The organization is currently investigating whether kidney and liver transplant recipients can provide a better antibody response to vaccination if their immunosuppressive drugs are temporarily reduced.
“In cases where vaccination and boosting do not help, they need other forms of protection, including more stringent isolation from potential infection, as well as frequent testing and easy access to antiviral drugs,” he said. David Lo, MDa prominent professor of biomedical sciences at the School of Medicine at the University of California at Riverside.
If you are 50 years of age or older and are caring for someone who has a severely compromised immune system, you also have a good reason to get a fourth dose of a Pfizer or Moderna vaccine.
“One of the reasons to get a fourth is if you are the primary caregiver for someone at high risk and they live in your home,” says Dr. Schaffner. “You want to create a cocoon of protection around that person so you’ll say to yourself, ‘I want to go the extra mile to protect my relative who lives with us and receives cancer chemotherapy,’ or something like that. I know more. , who have received their fourth dose on behalf of someone they care about. ”
For healthy people aged 50 to 60 years, the decision can be more difficult
While the benefits of a second booster for people aged 60 and up are more apparent, evidence supporting a fourth shot for those between 50 and 60 is less clear.
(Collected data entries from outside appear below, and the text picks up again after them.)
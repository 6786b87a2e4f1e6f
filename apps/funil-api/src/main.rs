use clap::Parser;

#[tokio::main]
async fn main() -> color_eyre::Result<()> {
	color_eyre::install()?;

	let args = funil_api::Args::parse();

	funil_api::run(args).await
}
use sqlx::{PgPool, postgres::PgPoolOptions};

use crate::{Result, schema};

pub struct Db {
	pub pool: PgPool,
}
impl Db {
	pub async fn connect(cfg: &funil_config::Postgres) -> Result<Self> {
		let pool =
			PgPoolOptions::new().max_connections(cfg.pool_max_conns).connect(&cfg.dsn).await?;

		Ok(Self { pool })
	}

	pub async fn ensure_schema(&self) -> Result<()> {
		let sql = schema::render_schema();
		let lock_id: i64 = 6_021_904;
		// Advisory locks are held per connection. Use a single transaction so the lock is scoped to
		// one connection and automatically released when the transaction ends.
		let mut tx = self.pool.begin().await?;

		sqlx::query("SELECT pg_advisory_xact_lock($1)").bind(lock_id).execute(&mut *tx).await?;

		for statement in sql.split(';') {
			let trimmed = statement.trim();

			if trimmed.is_empty() {
				continue;
			}

			sqlx::query(trimmed).execute(&mut *tx).await?;
		}

		tx.commit().await?;

		Ok(())
	}
}
//! # Connection Module
//!
//! Lifecycle of the one shared store handle: lazy creation on first use,
//! reuse afterwards, explicit reset, and the reconnect policy applied by the
//! Redis link.

pub mod policy;
#[cfg(feature = "redis")]
pub mod redis_link;

pub use policy::{FailureKind, ReconnectDecision, ReconnectPolicy, RetryState, StopReason};
#[cfg(feature = "redis")]
pub use redis_link::{RedisConnector, RedisHashStore};

use std::sync::Arc;
use tokio::sync::Mutex;
use tracing::{debug, warn};

use crate::config::CacheConfig;
use crate::error::Result;
use crate::store::{Connector, SharedStore};

/// Holder of the shared handle.
///
/// The lock is held across the connect call, so concurrent first users wait
/// for one connection instead of racing to open several.
pub struct ConnectionSlot {
    connector: Arc<dyn Connector>,
    handle: Mutex<Option<SharedStore>>,
}

impl ConnectionSlot {
    pub fn new(connector: Arc<dyn Connector>) -> Self {
        Self {
            connector,
            handle: Mutex::new(None),
        }
    }

    /// Return the live handle, creating it on first use
    pub async fn get(&self, config: &CacheConfig) -> Result<SharedStore> {
        let mut handle = self.handle.lock().await;
        if let Some(store) = handle.as_ref() {
            return Ok(Arc::clone(store));
        }

        debug!("Opening shared cache connection");
        let store = self.connector.connect(config).await?;
        *handle = Some(Arc::clone(&store));
        Ok(store)
    }

    /// Whether a handle has been created
    pub async fn is_open(&self) -> bool {
        self.handle.lock().await.is_some()
    }

    /// Close and drop the handle; the next [`get`](Self::get) reconnects
    pub async fn reset(&self) -> Result<()> {
        let taken = self.handle.lock().await.take();
        if let Some(store) = taken {
            if let Err(e) = store.close().await {
                warn!(error = %e, "Failed to close cache connection");
                return Err(e);
            }
        }
        Ok(())
    }
}

impl std::fmt::Debug for ConnectionSlot {
    fn fmt(&self, f: &mut std::fmt::Formatter<'_>) -> std::fmt::Result {
        f.debug_struct("ConnectionSlot").finish_non_exhaustive()
    }
}
//! # Redis Link
//!
//! Redis-backed [`HashStore`] over one multiplexed connection, supervised by
//! the [`ReconnectPolicy`].
//!
//! Commands are never queued while the link is down: they fail fast with a
//! transport error during an outage and with `Unavailable` once the policy
//! has given up.

use async_trait::async_trait;
use redis::aio::MultiplexedConnection;
use redis::{AsyncCommands, Client, RedisError, RedisResult};
use std::collections::HashMap;
use std::sync::Arc;
use std::time::Duration;
use tokio::sync::{Mutex, RwLock};
use tracing::{debug, error, info};

use super::policy::{FailureKind, ReconnectDecision, ReconnectPolicy, RetryState, StopReason};
use crate::config::{CacheConfig, Endpoint};
use crate::error::{CacheError, Result};
use crate::store::{Connector, HashStore, KeyTtl, SharedStore};

enum LinkState {
    Connected(MultiplexedConnection),
    Reconnecting,
    Down(StopReason),
    Closed,
}

struct Link {
    client: Client,
    endpoint: Endpoint,
    policy: ReconnectPolicy,
    down_code: String,
    state: RwLock<LinkState>,
    retry: Mutex<RetryState>,
}

impl Link {
    async fn on_connected(&self, conn: MultiplexedConnection) {
        let mut state = self.state.write().await;
        if matches!(*state, LinkState::Closed) {
            return;
        }
        *state = LinkState::Connected(conn);

        let mut retry = self.retry.lock().await;
        retry.on_connected();
        info!(
            endpoint = %self.endpoint,
            times_connected = retry.times_connected,
            "Connected to cache server"
        );
    }

    async fn on_failure(&self, err: &RedisError) -> ReconnectDecision {
        let kind = failure_kind(err);
        let mut retry = self.retry.lock().await;
        let attempt = retry.on_failure();
        error!(endpoint = %self.endpoint, attempt, error = %err, "Cache client error");

        let decision = self.policy.decide(&retry, kind);
        if let ReconnectDecision::RetryAfter(delay) = decision {
            retry.on_scheduled(delay);
        }
        decision
    }

    async fn give_up(&self, reason: StopReason) -> CacheError {
        let mut state = self.state.write().await;
        if !matches!(*state, LinkState::Closed) {
            *state = LinkState::Down(reason);
        }
        error!(endpoint = %self.endpoint, %reason, "Stopped reconnecting to cache server");
        CacheError::unavailable(&self.down_code, reason.describe())
    }

    async fn is_closed(&self) -> bool {
        matches!(*self.state.read().await, LinkState::Closed)
    }
}

/// Reconnect loop, one per outage.
async fn supervise(link: Arc<Link>, first_delay: Duration) {
    let mut delay = first_delay;
    loop {
        info!(
            endpoint = %link.endpoint,
            delay_ms = u64::try_from(delay.as_millis()).unwrap_or(u64::MAX),
            "Attempting to reconnect to cache server"
        );
        tokio::time::sleep(delay).await;
        if link.is_closed().await {
            return;
        }

        match link.client.get_multiplexed_async_connection().await {
            Ok(conn) => {
                link.on_connected(conn).await;
                return;
            }
            Err(err) => match link.on_failure(&err).await {
                ReconnectDecision::RetryAfter(next) => delay = next,
                ReconnectDecision::Stop(reason) => {
                    link.give_up(reason).await;
                    return;
                }
            },
        }
    }
}

fn failure_kind(err: &RedisError) -> FailureKind {
    if err.is_connection_refusal() {
        FailureKind::Refused
    } else {
        FailureKind::Transport
    }
}

fn is_link_failure(err: &RedisError) -> bool {
    err.is_io_error() || err.is_connection_dropped()
}

fn to_seconds(ttl: Duration) -> i64 {
    i64::try_from(ttl.as_secs()).unwrap_or(i64::MAX)
}

/// Redis hash store with a supervised shared connection
#[derive(Clone)]
pub struct RedisHashStore {
    link: Arc<Link>,
}

impl RedisHashStore {
    /// Connect to the endpoint resolved from `config` and the environment.
    pub async fn open(config: &CacheConfig) -> Result<Self> {
        Self::open_at(config, config.settings.endpoint()).await
    }

    /// Connect to an explicit endpoint, ignoring host/port settings.
    ///
    /// # Errors
    ///
    /// Returns `Unavailable` when the server refuses the connection, and a
    /// transport error when the URL is invalid. Other first-connect failures
    /// hand the link to the reconnect loop and return the handle.
    pub async fn open_at(config: &CacheConfig, endpoint: Endpoint) -> Result<Self> {
        let client = Client::open(endpoint.url())?;

        let store = Self {
            link: Arc::new(Link {
                client,
                endpoint,
                policy: config.settings.reconnect,
                down_code: config.constants.caching_down_code.clone(),
                state: RwLock::new(LinkState::Reconnecting),
                retry: Mutex::new(RetryState::default()),
            }),
        };
        info!(endpoint = %store.link.endpoint, "Cache client created");

        match store.link.client.get_multiplexed_async_connection().await {
            Ok(conn) => store.link.on_connected(conn).await,
            Err(err) => match store.link.on_failure(&err).await {
                ReconnectDecision::RetryAfter(delay) => {
                    tokio::spawn(supervise(Arc::clone(&store.link), delay));
                }
                ReconnectDecision::Stop(reason) => return Err(store.link.give_up(reason).await),
            },
        }

        Ok(store)
    }

    /// Resolved server address
    #[must_use]
    pub fn endpoint(&self) -> &Endpoint {
        &self.link.endpoint
    }

    /// Current connection, or the reason there is none
    async fn connection(&self) -> Result<MultiplexedConnection> {
        match &*self.link.state.read().await {
            LinkState::Connected(conn) => Ok(conn.clone()),
            LinkState::Reconnecting => Err(CacheError::Transport(format!(
                "reconnecting to cache server at {}",
                self.link.endpoint
            ))),
            LinkState::Down(reason) => Err(CacheError::unavailable(
                &self.link.down_code,
                reason.describe(),
            )),
            LinkState::Closed => Err(CacheError::Closed),
        }
    }

    /// Map a command result, starting a reconnect when the link dropped.
    async fn check<T>(&self, result: RedisResult<T>) -> Result<T> {
        match result {
            Ok(value) => Ok(value),
            Err(err) => {
                if is_link_failure(&err) {
                    self.link_lost(&err).await;
                }
                Err(err.into())
            }
        }
    }

    async fn link_lost(&self, err: &RedisError) {
        {
            let mut state = self.link.state.write().await;
            // Only the first reporter of an outage starts the loop
            if !matches!(*state, LinkState::Connected(_)) {
                return;
            }
            *state = LinkState::Reconnecting;
        }

        match self.link.on_failure(err).await {
            ReconnectDecision::RetryAfter(delay) => {
                tokio::spawn(supervise(Arc::clone(&self.link), delay));
            }
            ReconnectDecision::Stop(reason) => {
                self.link.give_up(reason).await;
            }
        }
    }
}

#[async_trait]
impl HashStore for RedisHashStore {
    async fn exists(&self, key: &str) -> Result<bool> {
        let mut conn = self.connection().await?;
        let result = conn.exists(key).await;
        self.check(result).await
    }

    async fn hset(&self, key: &str, field: &str, value: &str) -> Result<bool> {
        let mut conn = self.connection().await?;
        let result: RedisResult<i64> = conn.hset(key, field, value).await;
        Ok(self.check(result).await? > 0)
    }

    async fn hset_multiple(&self, key: &str, fields: &[(String, String)]) -> Result<()> {
        if fields.is_empty() {
            return Err(CacheError::InvalidInput(
                "hset_multiple requires at least one field".to_string(),
            ));
        }
        let mut conn = self.connection().await?;
        let result: RedisResult<()> = conn.hset_multiple(key, fields).await;
        self.check(result).await
    }

    async fn hget(&self, key: &str, field: &str) -> Result<Option<String>> {
        let mut conn = self.connection().await?;
        let result = conn.hget(key, field).await;
        self.check(result).await
    }

    async fn hgetall(&self, key: &str) -> Result<HashMap<String, String>> {
        let mut conn = self.connection().await?;
        let result = conn.hgetall(key).await;
        self.check(result).await
    }

    async fn expire(&self, key: &str, ttl: Duration) -> Result<bool> {
        let mut conn = self.connection().await?;
        let result = conn.expire(key, to_seconds(ttl)).await;
        self.check(result).await
    }

    async fn ttl(&self, key: &str) -> Result<KeyTtl> {
        let mut conn = self.connection().await?;
        let result: RedisResult<i64> = conn.ttl(key).await;
        Ok(match self.check(result).await? {
            -2 => KeyTtl::Missing,
            secs if secs < 0 => KeyTtl::Persistent,
            secs => KeyTtl::Expires(Duration::from_secs(secs.unsigned_abs())),
        })
    }

    async fn del(&self, key: &str) -> Result<u64> {
        let mut conn = self.connection().await?;
        let result = conn.del(key).await;
        self.check(result).await
    }

    async fn close(&self) -> Result<()> {
        *self.link.state.write().await = LinkState::Closed;
        debug!(endpoint = %self.link.endpoint, "Cache connection closed");
        Ok(())
    }
}

/// Connector opening a [`RedisHashStore`]
#[derive(Debug, Clone, Copy, Default)]
pub struct RedisConnector;

#[async_trait]
impl Connector for RedisConnector {
    async fn connect(&self, config: &CacheConfig) -> Result<SharedStore> {
        let store = RedisHashStore::open(config).await?;
        Ok(Arc::new(store))
    }
}

#[cfg(test)]
mod tests {
    use super::*;
    use crate::config::{CacheConstants, ConfigOverrides};
    use tokio::net::TcpListener;
    use tokio::task::JoinHandle;

    fn loopback(port: u16) -> Endpoint {
        Endpoint {
            host: "127.0.0.1".to_string(),
            port,
        }
    }

    fn config_with_code(code: &str) -> CacheConfig {
        let mut config = CacheConfig {
            constants: CacheConstants {
                caching_down_code: code.to_string(),
            },
            ..Default::default()
        };
        config.settings.reconnect = ReconnectPolicy {
            delay_step: Duration::from_millis(10),
            delay_floor: Duration::from_millis(20),
            ..Default::default()
        };
        config
    }

    /// Server that accepts every connection and hangs up at once
    async fn hang_up_server() -> (u16, JoinHandle<()>) {
        let listener = TcpListener::bind("127.0.0.1:0").await.unwrap();
        let port = listener.local_addr().unwrap().port();
        let task = tokio::spawn(async move {
            while let Ok((stream, _)) = listener.accept().await {
                drop(stream);
            }
        });
        (port, task)
    }

    #[tokio::test]
    async fn test_refused_connection_is_unavailable() {
        // Nothing listens on port 1 on loopback
        let config = config_with_code("NODE_CACHING_DOWN");

        let Err(err) = RedisHashStore::open_at(&config, loopback(1)).await else {
            panic!("connection to a closed port should fail");
        };
        assert_eq!(err.status_code(), 503);
        assert_eq!(err.error_code(), "NODE_CACHING_DOWN");
    }

    #[tokio::test]
    async fn test_outage_fails_fast_then_gives_up_when_refused() {
        let config = config_with_code("NODE_CACHING_DOWN");
        let (port, server) = hang_up_server().await;

        let store = RedisHashStore::open_at(&config, loopback(port))
            .await
            .unwrap();
        assert_eq!(store.endpoint(), &loopback(port));

        // The server drops every link, so commands fail without queueing
        let err = store.exists("k").await.unwrap_err();
        assert!(matches!(err, CacheError::Transport(_)), "got {err:?}");

        // Take the server away: the next reconnect is refused
        server.abort();
        let _ = server.await;

        let mut last = err;
        for _ in 0..250 {
            match store.exists("k").await {
                Err(err @ CacheError::Unavailable { .. }) => {
                    last = err;
                    break;
                }
                Err(err) => last = err,
                Ok(found) => panic!("no server, yet exists returned {found}"),
            }
            tokio::time::sleep(Duration::from_millis(20)).await;
        }

        assert_eq!(last.status_code(), 503, "got {last:?}");
        assert_eq!(last.error_code(), "NODE_CACHING_DOWN");

        // Once given up, the link stays down
        let err = store.hget("k", "f").await.unwrap_err();
        assert_eq!(err.error_code(), "NODE_CACHING_DOWN");
    }

    #[tokio::test]
    async fn test_closed_store_rejects_commands() {
        let config = config_with_code("CACHING_DOWN");
        let (port, server) = hang_up_server().await;

        let store = RedisHashStore::open_at(&config, loopback(port))
            .await
            .unwrap();
        store.close().await.unwrap();

        assert_eq!(store.exists("anything").await.unwrap_err(), CacheError::Closed);
        assert_eq!(store.del("anything").await.unwrap_err(), CacheError::Closed);

        server.abort();
    }

    // Note: the test below requires a running Redis instance on localhost

    #[tokio::test]
    #[ignore] // Requires Redis
    async fn test_redis_hash_roundtrip() {
        let config = CacheConfig::from_overrides(ConfigOverrides::default());
        let store = RedisHashStore::open(&config).await.unwrap();
        let key = "hashcache:test:roundtrip";

        store.del(key).await.unwrap();
        assert!(!store.exists(key).await.unwrap());

        assert!(store.hset(key, "a", "1").await.unwrap());
        store
            .hset_multiple(key, &[("b".to_string(), "2".to_string())])
            .await
            .unwrap();
        assert_eq!(store.hget(key, "a").await.unwrap(), Some("1".to_string()));
        assert_eq!(store.hgetall(key).await.unwrap().len(), 2);

        assert_eq!(store.ttl(key).await.unwrap(), KeyTtl::Persistent);
        assert!(store.expire(key, Duration::from_secs(60)).await.unwrap());
        assert!(matches!(store.ttl(key).await.unwrap(), KeyTtl::Expires(_)));

        assert_eq!(store.del(key).await.unwrap(), 1);
        assert_eq!(store.ttl(key).await.unwrap(), KeyTtl::Missing);
    }
}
“The age category 50 to 60, especially in those without health problems, is right now a gray area,” according to Columbia University Irving Medical Center in New York City. “The data on the effectiveness of another booster in this group is limited, so it’s hard to say what the benefit is. These individuals can do well with just one booster if they do not have additional comorbidities.”
Schaffner suggests that for Americans in this age group, it comes down to a personal decision, adding that some may choose to wait to get a new booster until closer to fall or winter in anticipation of a predicted seasonal COVID-19 rise . Plus, a new formulation of the vaccine that is specifically tailored to handle new variants may be available thereafter.
Another factor to weigh may be if you have had COVID-19 recently. Dr. Horney says vaccinated individuals with breakthrough infections due to omicron appear to have an additional measure of natural immunity which will help protect them from the omicron sub-variant BA.2 and the more recently discovered variant XE.
“If you’ve just had COVID, then maybe postpone your second booster for the summer,” Horney says.
If you are not sure, talk to your doctor
For those struggling to decide whether to get the fourth shot, the American Heart Association recommends consulting your doctor.
“People eligible for the second booster should call their clinical care office to discuss the need for another booster,” said the American Heart Association president. Donald Lloyd-Jones, MD, a professor of cardiac research at Northwestern University’s Feinberg School of Medicine in Chicago, in a statement.